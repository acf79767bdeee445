//! The pool of network buffers shared by the NIC and the protocol layers.
//!
//! All memory is reserved when the store is constructed, split into `pools` slabs of
//! `buffer_count` buffers of `buffer_size` bytes each. Afterwards the store never allocates. The
//! free list of each slab is a bounded lock-free queue of buffer indices, so `get_buffer` and
//! `release` may run concurrently from the receive interrupt and the processing context without
//! any blocking lock.
use core::{cell, fmt, ops, ptr, slice};
use core::ptr::NonNull;
use core::sync::atomic::{AtomicBool, AtomicUsize, Ordering};

use alloc::boxed::Box;
use alloc::sync::Arc;
use alloc::vec::Vec;

use crossbeam_queue::ArrayQueue;

/// Failures of the buffer store.
#[derive(Clone, Copy, Debug, PartialEq, Eq, Hash)]
pub enum Error {
    /// No buffer is available in any of the slabs.
    ///
    /// Expected under load. The caller drops the frame it wanted to store.
    PoolExhausted,

    /// The pointer does not start a buffer of this store.
    Foreign,

    /// The buffer was not lent out when it was released.
    DoubleRelease,
}

/// What to do when a handle finds that its buffer can not be released.
///
/// Both failure kinds indicate a broken invariant in the caller, not a runtime condition.
#[derive(Clone, Copy, Debug, PartialEq, Eq, Hash)]
pub enum ReleasePolicy {
    /// Abort loudly.
    Panic,
    /// Log the violation and continue.
    Ignore,
}

/// Dimensions of a buffer store.
#[derive(Clone, Copy, Debug, PartialEq, Eq, Hash)]
pub struct Config {
    /// Size of each buffer in bytes. This is also the stride between buffers.
    pub buffer_size: usize,
    /// Number of buffers per slab.
    pub buffer_count: usize,
    /// Number of chained slabs.
    pub pools: usize,
    /// Handling of invalid releases through `Buffer` handles.
    pub release_policy: ReleasePolicy,
}

/// A fixed-capacity pool of equally-sized network buffers.
pub struct BufferStore {
    slabs: Box<[Slab]>,
    buffer_size: usize,
    release_policy: ReleasePolicy,
    exhausted: AtomicUsize,
}

struct Slab {
    /// The entirety of the memory of this slab.
    ///
    /// Inside an `UnsafeCell` since we loan out parts of it via a shared reference.
    memory: Box<cell::UnsafeCell<[u8]>>,

    /// The indices of all buffers not currently lent.
    free: ArrayQueue<usize>,

    /// Per buffer, whether it is currently lent.
    lent: Box<[AtomicBool]>,
}

/// An owned handle to one lent buffer.
///
/// Returns the buffer to its store when dropped.
pub struct Buffer {
    store: Arc<BufferStore>,
    ptr: NonNull<u8>,
}

// The memory regions handed out are disjoint and each is accessed only by the holder of the
// corresponding lent flag.
unsafe impl Sync for BufferStore {}
unsafe impl Send for BufferStore {}

// A `Buffer` is the exclusive owner of its region.
unsafe impl Send for Buffer {}

impl Default for ReleasePolicy {
    fn default() -> Self {
        if cfg!(debug_assertions) {
            ReleasePolicy::Panic
        } else {
            ReleasePolicy::Ignore
        }
    }
}

impl Default for Config {
    fn default() -> Self {
        Config {
            buffer_size: 2048,
            buffer_count: 256,
            pools: 1,
            release_policy: ReleasePolicy::default(),
        }
    }
}

impl BufferStore {
    /// Reserve all memory for the store.
    ///
    /// # Panics
    /// This function panics if any of the dimensions is zero.
    pub fn new(config: Config) -> Self {
        assert!(config.buffer_size > 0, "Buffers must not be empty");
        assert!(config.buffer_count > 0, "A slab must hold at least one buffer");
        assert!(config.pools > 0, "A store needs at least one slab");

        let slabs = (0..config.pools)
            .map(|_| Slab::new(config.buffer_size, config.buffer_count))
            .collect::<Vec<_>>()
            .into_boxed_slice();

        BufferStore {
            slabs,
            buffer_size: config.buffer_size,
            release_policy: config.release_policy,
            exhausted: AtomicUsize::new(0),
        }
    }

    /// Take a free buffer out of the store.
    ///
    /// Slabs are tried in order so the store behaves like one pool chained to the next.
    pub fn get_buffer(&self) -> Result<NonNull<u8>, Error> {
        for slab in self.slabs.iter() {
            if let Some(idx) = slab.free.pop() {
                let was_lent = slab.lent[idx].swap(true, Ordering::AcqRel);
                debug_assert!(!was_lent, "Free list contained a lent buffer");
                return Ok(slab.buffer_ptr(idx, self.buffer_size));
            }
        }

        self.exhausted.fetch_add(1, Ordering::Relaxed);
        net_trace!("buffer store exhausted ({} buffers lent)", self.total_buffers());
        Err(Error::PoolExhausted)
    }

    /// Lend a buffer wrapped in an owning handle.
    pub fn lend(this: &Arc<Self>) -> Result<Buffer, Error> {
        let ptr = this.get_buffer()?;
        Ok(Buffer {
            store: Arc::clone(this),
            ptr,
        })
    }

    /// Return a buffer previously obtained from `get_buffer`.
    ///
    /// The pointer must lie within one slab and on a buffer boundary, and the buffer must be
    /// currently lent. Otherwise nothing is modified and an error is returned.
    pub fn release(&self, ptr: NonNull<u8>) -> Result<(), Error> {
        let addr = ptr.as_ptr() as usize;
        let (slab, offset) = self.slabs.iter()
            .find_map(|slab| slab.offset_of(addr).map(|offset| (slab, offset)))
            .ok_or(Error::Foreign)?;

        if offset % self.buffer_size != 0 {
            return Err(Error::Foreign);
        }

        let idx = offset / self.buffer_size;
        slab.lent[idx]
            .compare_exchange(true, false, Ordering::AcqRel, Ordering::Acquire)
            .map_err(|_| Error::DoubleRelease)?;

        // Every index is in the queue at most once and the queue holds all of them.
        slab.free.push(idx).map_err(|_| Error::DoubleRelease)
    }

    /// The number of buffers currently free.
    pub fn available(&self) -> usize {
        self.slabs.iter().map(|slab| slab.free.len()).sum()
    }

    /// The number of buffers in all slabs together.
    pub fn total_buffers(&self) -> usize {
        self.slabs.iter().map(|slab| slab.lent.len()).sum()
    }

    /// The number of buffers currently lent out.
    pub fn lent(&self) -> usize {
        self.total_buffers() - self.available()
    }

    /// The size of every buffer.
    pub fn buffer_size(&self) -> usize {
        self.buffer_size
    }

    /// The number of chained slabs.
    pub fn pools(&self) -> usize {
        self.slabs.len()
    }

    /// How often `get_buffer` failed since construction.
    pub fn exhausted(&self) -> usize {
        self.exhausted.load(Ordering::Relaxed)
    }

    /// Whether a pointer starts one of this store's buffers.
    pub fn is_from_store(&self, ptr: NonNull<u8>) -> bool {
        let addr = ptr.as_ptr() as usize;
        self.slabs.iter()
            .filter_map(|slab| slab.offset_of(addr))
            .any(|offset| offset % self.buffer_size == 0)
    }

    fn release_handle(&self, ptr: NonNull<u8>) {
        if let Err(err) = self.release(ptr) {
            match self.release_policy {
                ReleasePolicy::Panic => panic!("invalid buffer release {:?} of {:p}", err, ptr),
                ReleasePolicy::Ignore => net_warn!("ignoring invalid buffer release {:?}", err),
            }
        }
    }
}

impl Slab {
    fn new(buffer_size: usize, buffer_count: usize) -> Self {
        let total_len = buffer_size.checked_mul(buffer_count)
            .expect("Slab size overflows the address space");
        let slice = alloc::vec![0; total_len].into_boxed_slice();
        let memory = unsafe {
            Box::from_raw(Box::into_raw(slice) as *mut cell::UnsafeCell<[u8]>)
        };

        let free = ArrayQueue::new(buffer_count);
        for idx in 0..buffer_count {
            // The queue has exactly enough capacity.
            let _ = free.push(idx);
        }

        let lent = (0..buffer_count)
            .map(|_| AtomicBool::new(false))
            .collect::<Vec<_>>()
            .into_boxed_slice();

        Slab { memory, free, lent }
    }

    fn mem_ptr(&self) -> *mut u8 {
        cell::UnsafeCell::get(&*self.memory) as *mut u8
    }

    fn len(&self) -> usize {
        // The slice metadata survives the cast through `UnsafeCell`.
        unsafe { (&*self.memory.get()).len() }
    }

    fn buffer_ptr(&self, idx: usize, buffer_size: usize) -> NonNull<u8> {
        debug_assert!(idx < self.lent.len());
        let ptr = unsafe { self.mem_ptr().add(idx * buffer_size) };
        // Derived from a non-null allocation.
        unsafe { NonNull::new_unchecked(ptr) }
    }

    /// The byte offset of `addr` within this slab, if it falls inside.
    fn offset_of(&self, addr: usize) -> Option<usize> {
        let base = self.mem_ptr() as usize;
        if addr >= base && addr < base + self.len() {
            Some(addr - base)
        } else {
            None
        }
    }
}

impl Buffer {
    /// The store this buffer will return to.
    pub fn store(&self) -> &Arc<BufferStore> {
        &self.store
    }

    /// The start of the buffer memory.
    pub fn as_ptr(&self) -> NonNull<u8> {
        self.ptr
    }
}

impl ops::Deref for Buffer {
    type Target = [u8];

    fn deref(&self) -> &[u8] {
        unsafe { slice::from_raw_parts(self.ptr.as_ptr() as *const u8, self.store.buffer_size) }
    }
}

impl ops::DerefMut for Buffer {
    fn deref_mut(&mut self) -> &mut [u8] {
        unsafe { slice::from_raw_parts_mut(self.ptr.as_ptr(), self.store.buffer_size) }
    }
}

impl Drop for Buffer {
    fn drop(&mut self) {
        self.store.release_handle(self.ptr);
    }
}

impl fmt::Debug for Buffer {
    fn fmt(&self, f: &mut fmt::Formatter) -> fmt::Result {
        f.debug_struct("Buffer")
            .field("ptr", &self.ptr)
            .field("len", &self.store.buffer_size)
            .finish()
    }
}

impl fmt::Debug for BufferStore {
    fn fmt(&self, f: &mut fmt::Formatter) -> fmt::Result {
        f.debug_struct("BufferStore")
            .field("buffer_size", &self.buffer_size)
            .field("pools", &self.slabs.len())
            .field("available", &self.available())
            .field("total", &self.total_buffers())
            .finish()
    }
}

impl fmt::Display for BufferStore {
    fn fmt(&self, f: &mut fmt::Formatter) -> fmt::Result {
        write!(f, "BufferStore {}/{} available ({} x {} bytes in {} pools, {} exhausted)",
            self.available(), self.total_buffers(),
            self.total_buffers(), self.buffer_size, self.slabs.len(),
            self.exhausted())
    }
}

impl fmt::Display for Error {
    fn fmt(&self, f: &mut fmt::Formatter) -> fmt::Result {
        match self {
            Error::PoolExhausted => write!(f, "buffer pool exhausted"),
            Error::Foreign => write!(f, "buffer does not belong to the pool"),
            Error::DoubleRelease => write!(f, "buffer released twice"),
        }
    }
}

// Compare by address only, the store is not inspected.
impl PartialEq for Buffer {
    fn eq(&self, other: &Buffer) -> bool {
        ptr::eq(self.ptr.as_ptr(), other.ptr.as_ptr())
    }
}

#[cfg(test)]
mod tests {
    use super::*;
    use rand::seq::SliceRandom;
    use rand::{SeedableRng, rngs::StdRng};

    fn store(count: usize, pools: usize) -> BufferStore {
        BufferStore::new(Config {
            buffer_size: 128,
            buffer_count: count,
            pools,
            release_policy: ReleasePolicy::Panic,
        })
    }

    #[test]
    fn conservation() {
        let store = store(8, 1);
        let mut lent = Vec::new();
        for i in 0..8 {
            assert_eq!(store.available() + lent.len(), 8);
            lent.push(store.get_buffer().unwrap());
            assert_eq!(store.lent(), i + 1);
        }
        assert_eq!(store.get_buffer(), Err(Error::PoolExhausted));
        assert_eq!(store.exhausted(), 1);

        while let Some(ptr) = lent.pop() {
            assert_eq!(store.release(ptr), Ok(()));
            assert_eq!(store.available() + lent.len(), 8);
        }
    }

    #[test]
    fn chained_random_release() {
        const COUNT: usize = 100;
        const POOLS: usize = 4;
        let store = store(COUNT, POOLS);
        let mut rng = StdRng::seed_from_u64(0x5eed);

        for _ in 0..3 {
            let mut lent: Vec<_> = (0..COUNT * POOLS)
                .map(|_| store.get_buffer().unwrap())
                .collect();
            assert_eq!(store.available(), 0);
            assert!(store.get_buffer().is_err());

            lent.shuffle(&mut rng);
            for ptr in lent {
                assert!(store.is_from_store(ptr));
                store.release(ptr).unwrap();
            }
            assert_eq!(store.available(), COUNT * POOLS);
        }
    }

    #[test]
    fn double_release() {
        let store = store(4, 2);
        let ptr = store.get_buffer().unwrap();
        assert_eq!(store.release(ptr), Ok(()));
        assert_eq!(store.release(ptr), Err(Error::DoubleRelease));
        assert_eq!(store.available(), 8);

        // The free list is intact: no buffer is handed out twice.
        let mut all: Vec<_> = (0..8).map(|_| store.get_buffer().unwrap()).collect();
        all.sort();
        all.dedup();
        assert_eq!(all.len(), 8);
    }

    #[test]
    fn foreign_pointer() {
        let store = store(4, 1);
        let other = self::store(4, 1);
        let theirs = other.get_buffer().unwrap();
        assert_eq!(store.release(theirs), Err(Error::Foreign));

        let ours = store.get_buffer().unwrap();
        let inside = unsafe { NonNull::new_unchecked(ours.as_ptr().add(1)) };
        assert_eq!(store.release(inside), Err(Error::Foreign));
        assert!(!store.is_from_store(inside));
        assert_eq!(store.release(ours), Ok(()));
    }

    #[test]
    fn handle_returns_on_drop() {
        let store = Arc::new(store(2, 1));
        {
            let mut buffer = BufferStore::lend(&store).unwrap();
            assert_eq!(buffer.len(), 128);
            buffer[0] = 0xab;
            assert_eq!(store.available(), 1);
        }
        assert_eq!(store.available(), 2);
    }

    #[test]
    fn release_from_other_thread() {
        let store = Arc::new(store(64, 1));
        let (tx, rx) = std::sync::mpsc::channel::<Buffer>();
        let releaser = std::thread::spawn(move || {
            rx.into_iter().count()
        });

        for _ in 0..1000 {
            loop {
                match BufferStore::lend(&store) {
                    Ok(buffer) => { tx.send(buffer).unwrap(); break }
                    Err(Error::PoolExhausted) => std::thread::yield_now(),
                    Err(other) => panic!("{}", other),
                }
            }
        }
        drop(tx);
        assert_eq!(releaser.join().unwrap(), 1000);
        assert_eq!(store.available(), 64);
    }

    #[test]
    fn display() {
        let store = store(4, 2);
        let _held = store.get_buffer().unwrap();
        assert_eq!(format!("{}", store),
            "BufferStore 7/8 available (8 x 128 bytes in 2 pools, 0 exhausted)");
    }
}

▶ TASK PROMPT:
Check every line of the data above for the string "collect", and copy those that have it.

▶ ANSWER BOX:
            .collect::<Vec<_>>()
            .collect::<Vec<_>>()
                .collect();
        let mut all: Vec<_> = (0..8).map(|_| store.get_buffer().unwrap()).collect();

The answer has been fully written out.